* BRIEF
Say how many of the lines below contain the word "chroma"; nothing else belongs in the answer.

* DATASET RECORDS
====================
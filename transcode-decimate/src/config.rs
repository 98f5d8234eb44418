//! Decimator configuration.

use crate::classify::VideoDetect;
use crate::error::{DecimateError, Result};
use crate::metric::MetricConfig;
use crate::select::{SelectorConfig, Strategy};
use crate::source::ClipInfo;
use serde::{Deserialize, Serialize};
use std::path::PathBuf;

/// Operating mode.
#[derive(Debug, Clone, Copy, PartialEq, Eq, Default, Serialize, Deserialize)]
pub enum Mode {
    /// Fixed ratio, drops from the longest duplicate run (mode 0).
    #[default]
    LongestString,
    /// Fixed ratio, drops the most similar frame (mode 1).
    MostSimilar,
    /// Arbitrary rate following a keep plan supplied by the host (mode 2).
    Planned,
    /// Single-pass variable frame rate with timecode output (mode 3).
    Vfr,
    /// Pass-through that only records metrics (mode 4).
    MetricsOnly,
    /// Two-pass hybrid variable frame rate (mode 5).
    TwoPassVfr,
    /// Variable frame rate from 120 fps material (mode 6).
    HighRateVfr,
    /// Arbitrary rate from same/similar/different analysis (mode 7).
    Arbitrary,
}

impl Mode {
    /// Map the numeric setting 0..=7.
    pub fn from_index(value: u32) -> Option<Self> {
        Some(match value {
            0 => Self::LongestString,
            1 => Self::MostSimilar,
            2 => Self::Planned,
            3 => Self::Vfr,
            4 => Self::MetricsOnly,
            5 => Self::TwoPassVfr,
            6 => Self::HighRateVfr,
            7 => Self::Arbitrary,
            _ => return None,
        })
    }

    /// Numeric setting.
    pub fn index(&self) -> u32 {
        match self {
            Self::LongestString => 0,
            Self::MostSimilar => 1,
            Self::Planned => 2,
            Self::Vfr => 3,
            Self::MetricsOnly => 4,
            Self::TwoPassVfr => 5,
            Self::HighRateVfr => 6,
            Self::Arbitrary => 7,
        }
    }

    /// Fixed-ratio modes with random access.
    pub fn is_fixed_ratio(&self) -> bool {
        matches!(self, Self::LongestString | Self::MostSimilar)
    }

    /// Modes that emit a timecode file.
    pub fn writes_timecodes(&self) -> bool {
        matches!(self, Self::Vfr | Self::TwoPassVfr | Self::HighRateVfr)
    }
}

/// Treatment of video sections.
#[derive(Debug, Clone, Copy, PartialEq, Eq, Default, Serialize, Deserialize)]
pub enum Hybrid {
    /// Decimate everything as film.
    #[default]
    None,
    /// Blend video down to the film rate.
    DownConvert,
    /// Leave video at its rate (variable frame rate output).
    Vfr,
    /// Blend film up to the video rate.
    UpConvert,
}

impl Hybrid {
    /// Map the numeric setting 0..=3.
    pub fn from_index(value: u32) -> Option<Self> {
        Some(match value {
            0 => Self::None,
            1 => Self::DownConvert,
            2 => Self::Vfr,
            3 => Self::UpConvert,
            _ => return None,
        })
    }

    /// Whether video cycles are detected at all.
    pub fn detects_video(&self) -> bool {
        !matches!(self, Self::None)
    }
}

/// Decimator configuration.
#[derive(Debug, Clone, PartialEq, Serialize, Deserialize)]
#[serde(default)]
pub struct DecimateConfig {
    /// Operating mode.
    pub mode: Mode,
    /// Frames removed per cycle.
    pub cycle_r: usize,
    /// Cycle length.
    pub cycle: usize,
    /// Target rate for modes 2 and 7.
    pub rate: f64,
    /// Normalized metric at or under which a frame is a duplicate.
    pub dup_thresh: f64,
    /// Normalized metric over which a frame is treated as unique video.
    pub vid_thresh: f64,
    /// Scene change threshold in percent.
    pub scene_thresh: f64,
    /// Treatment of video sections.
    pub hybrid: Hybrid,
    /// Evidence required for a video verdict.
    pub vid_detect: VideoDetect,
    /// Neighboring cycles required to confirm video (0, 1 or 2).
    pub con_cycle: u32,
    /// Minimum video run in cycles for the two-pass mode.
    pub con_cycle_tp: u32,
    /// Per-pixel noise threshold.
    pub nt: u32,
    /// Metric block width.
    pub block_x: u32,
    /// Metric block height.
    pub block_y: u32,
    /// Film strategy for the variable frame rate modes.
    pub vfr_dec: Strategy,
    /// Write v1 timecodes instead of v2.
    pub tcfv1: bool,
    /// Stop early at the end of mode 3 processing.
    pub se: bool,
    /// Include chroma in metrics.
    pub chroma: bool,
    /// Treat post-processed match hints as L/H codes.
    pub ex_pp: bool,
    /// Never blend to replace a duplicate.
    pub noblend: bool,
    /// Blur frames before measuring.
    pub predenoise: bool,
    /// Squared differences instead of absolute.
    pub ssd: bool,
    /// Use match and film hints.
    pub use_hints: bool,
    /// Minimum spacing between lowest-metric drops.
    pub sdlim: i32,
    /// Skip metrics file header checks.
    pub batch: bool,
    /// Override file.
    pub overrides: Option<PathBuf>,
    /// Match hints file.
    pub hints_in: Option<PathBuf>,
    /// Metrics file to import.
    pub metrics_in: Option<PathBuf>,
    /// Metrics file to write.
    pub metrics_out: Option<PathBuf>,
    /// Timecode file to write.
    pub timecodes_out: Option<PathBuf>,
    /// Remap file to write.
    pub remap_out: Option<PathBuf>,
}

impl Default for DecimateConfig {
    fn default() -> Self {
        Self {
            mode: Mode::LongestString,
            cycle_r: 1,
            cycle: 5,
            rate: 23.976,
            dup_thresh: 1.1,
            vid_thresh: 1.1,
            scene_thresh: 15.0,
            hybrid: Hybrid::None,
            vid_detect: VideoDetect::Both,
            con_cycle: 1,
            con_cycle_tp: 3,
            nt: 0,
            block_x: 32,
            block_y: 32,
            vfr_dec: Strategy::LongestString,
            tcfv1: true,
            se: false,
            chroma: true,
            ex_pp: false,
            noblend: true,
            predenoise: false,
            ssd: false,
            use_hints: true,
            sdlim: 0,
            batch: false,
            overrides: None,
            hints_in: None,
            metrics_in: None,
            metrics_out: None,
            timecodes_out: None,
            remap_out: None,
        }
    }
}

impl DecimateConfig {
    /// Check the settings against a clip and return the effective
    /// configuration.
    pub fn validate(&self, info: &ClipInfo) -> Result<Self> {
        let mut cfg = self.clone();
        if info.bit_depth > 16 || info.bit_depth < 8 {
            return Err(DecimateError::unsupported_format(format!(
                "only 8-16 bit formats are supported (got {})",
                info.bit_depth
            )));
        }
        if !info.format.is_yuv() {
            return Err(DecimateError::unsupported_format(format!(
                "YUV formats only (got {})",
                info.format
            )));
        }
        if info.width == 0 || info.height == 0 {
            return Err(DecimateError::invalid_params("clip has no dimensions"));
        }
        let mode = cfg.mode;
        if mode.writes_timecodes() && cfg.timecodes_out.is_none() {
            return Err(DecimateError::invalid_params(format!(
                "a timecode file must be specified in mode {}",
                mode.index()
            )));
        }
        if mode.writes_timecodes() && cfg.hybrid != Hybrid::Vfr {
            return Err(DecimateError::invalid_params(format!(
                "mode {} can only be used with hybrid = 2",
                mode.index()
            )));
        }
        if matches!(cfg.hybrid, Hybrid::DownConvert | Hybrid::UpConvert) && !mode.is_fixed_ratio()
        {
            return Err(DecimateError::invalid_params(
                "hybrid = 1 and hybrid = 3 can only be used with modes 0 and 1",
            ));
        }
        if cfg.hybrid.detects_video() && cfg.cycle_r > 1 {
            return Err(DecimateError::invalid_params(
                "hybrid processing is limited to cycle_r = 1",
            ));
        }
        if mode.is_fixed_ratio() && cfg.hybrid == Hybrid::Vfr {
            return Err(DecimateError::invalid_params(
                "only hybrid = 0, 1, or 3 is supported in modes 0 and 1",
            ));
        }
        if cfg.cycle_r == 0 || cfg.cycle_r >= cfg.cycle {
            return Err(DecimateError::invalid_params(
                "cycle_r must be greater than 0 and less than cycle",
            ));
        }
        if cfg.cycle < 2 || cfg.cycle > info.num_frames {
            return Err(DecimateError::invalid_params(
                "cycle must be at least 2 and at most the number of frames",
            ));
        }
        if !(0.0..=100.0).contains(&cfg.scene_thresh) {
            return Err(DecimateError::invalid_params(
                "scene_thresh must be in the range 0 to 100",
            ));
        }
        if matches!(mode, Mode::Planned | Mode::Arbitrary)
            && (cfg.rate <= 0.0 || cfg.rate >= info.fps())
        {
            return Err(DecimateError::invalid_params(
                "modes 2 and 7 need a rate above 0 and below the clip rate",
            ));
        }
        if cfg.con_cycle > 2 {
            return Err(DecimateError::invalid_params(
                "con_cycle cannot be greater than 2",
            ));
        }
        if mode == Mode::MetricsOnly && (cfg.overrides.is_some() || cfg.hints_in.is_some()) {
            return Err(DecimateError::invalid_params(
                "override and hints files cannot be used in mode 4",
            ));
        }
        if matches!(mode, Mode::TwoPassVfr | Mode::HighRateVfr) && cfg.metrics_out.is_some() {
            return Err(DecimateError::invalid_params(
                "metrics output is not supported in modes 5 and 6",
            ));
        }
        if matches!(mode, Mode::TwoPassVfr | Mode::HighRateVfr) && cfg.metrics_in.is_none() {
            return Err(DecimateError::invalid_params(format!(
                "mode {} needs a metrics file with every frame",
                mode.index()
            )));
        }
        self.metric_config().validate()?;

        if !matches!(mode, Mode::LongestString | Mode::MostSimilar | Mode::Vfr) || cfg.cycle_r == 1
        {
            cfg.sdlim = 0;
        }
        if (cfg.sdlim.unsigned_abs() as usize + 1) * (cfg.cycle_r - 1) >= cfg.cycle {
            let max = (cfg.cycle as f64 / (cfg.cycle_r - 1) as f64).ceil() as i64 - 2;
            return Err(DecimateError::invalid_params(format!(
                "invalid sdlim setting (0 through {} are allowed)",
                max
            )));
        }
        Ok(cfg)
    }

    /// Metric settings.
    pub fn metric_config(&self) -> MetricConfig {
        MetricConfig {
            block_x: self.block_x,
            block_y: self.block_y,
            nt: self.nt,
            ssd: self.ssd,
            chroma: self.chroma,
            predenoise: self.predenoise,
        }
    }

    /// Film strategy for the current mode.
    pub fn strategy(&self) -> Strategy {
        match self.mode {
            Mode::LongestString => Strategy::LongestString,
            Mode::MostSimilar => Strategy::MostSimilar,
            _ => self.vfr_dec,
        }
    }

    /// Selection settings.
    pub fn selector_config(&self) -> SelectorConfig {
        SelectorConfig {
            strategy: self.strategy(),
            cycle: self.cycle,
            cycle_r: self.cycle_r,
            dup_thresh: self.dup_thresh,
            keep_one_of_two: self.hybrid == Hybrid::None && self.noblend,
        }
    }
}

#[cfg(test)]
mod tests {
    use super::*;
    use crate::frame::PixelFormat;
    use crate::rate::Rational;
    use pretty_assertions::assert_eq;

    fn clip() -> ClipInfo {
        ClipInfo {
            num_frames: 100,
            rate: Rational::ntsc_video(),
            width: 64,
            height: 48,
            format: PixelFormat::Yuv420p,
            bit_depth: 8,
        }
    }

    #[test]
    fn test_default_is_valid() {
        let cfg = DecimateConfig::default().validate(&clip()).unwrap();
        assert_eq!(cfg.mode, Mode::LongestString);
        assert_eq!(cfg.selector_config().cycle, 5);
        assert!(cfg.selector_config().keep_one_of_two);
    }

    #[test]
    fn test_cycle_bounds() {
        let cfg = DecimateConfig {
            cycle_r: 5,
            ..Default::default()
        };
        assert!(cfg.validate(&clip()).is_err());
        let cfg = DecimateConfig {
            cycle: 200,
            ..Default::default()
        };
        assert!(cfg.validate(&clip()).is_err());
    }

    #[test]
    fn test_hybrid_rules() {
        let vfr = DecimateConfig {
            mode: Mode::Vfr,
            timecodes_out: Some("tc.txt".into()),
            ..Default::default()
        };
        assert!(vfr.validate(&clip()).is_err());
        let vfr = DecimateConfig {
            hybrid: Hybrid::Vfr,
            ..vfr
        };
        assert!(vfr.validate(&clip()).is_ok());

        let up = DecimateConfig {
            hybrid: Hybrid::UpConvert,
            cycle_r: 2,
            cycle: 10,
            ..Default::default()
        };
        assert!(up.validate(&clip()).is_err());
    }

    #[test]
    fn test_sdlim_normalized() {
        let cfg = DecimateConfig {
            sdlim: 3,
            ..Default::default()
        };
        assert_eq!(cfg.validate(&clip()).unwrap().sdlim, 0);

        let cfg = DecimateConfig {
            cycle: 10,
            cycle_r: 2,
            sdlim: 3,
            ..Default::default()
        };
        assert_eq!(cfg.validate(&clip()).unwrap().sdlim, 3);

        let cfg = DecimateConfig {
            cycle: 10,
            cycle_r: 3,
            sdlim: 4,
            ..Default::default()
        };
        assert!(cfg.validate(&clip()).is_err());
    }

    #[test]
    fn test_rate_modes() {
        let cfg = DecimateConfig {
            mode: Mode::Arbitrary,
            rate: 35.0,
            ..Default::default()
        };
        assert!(cfg.validate(&clip()).is_err());
        let cfg = DecimateConfig { rate: 24.0, ..cfg };
        assert!(cfg.validate(&clip()).is_ok());
    }

    #[test]
    fn test_serde_roundtrip_defaults() {
        let json = r#"{"mode":"MostSimilar","cycle":10,"cycle_r":2}"#;
        let cfg: DecimateConfig = serde_json::from_str(json).unwrap();
        assert_eq!(cfg.mode, Mode::MostSimilar);
        assert_eq!(cfg.cycle, 10);
        assert_eq!(cfg.dup_thresh, 1.1);
        assert_eq!(cfg.strategy(), Strategy::MostSimilar);
    }
}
====================
* EXERCISE RESULT
4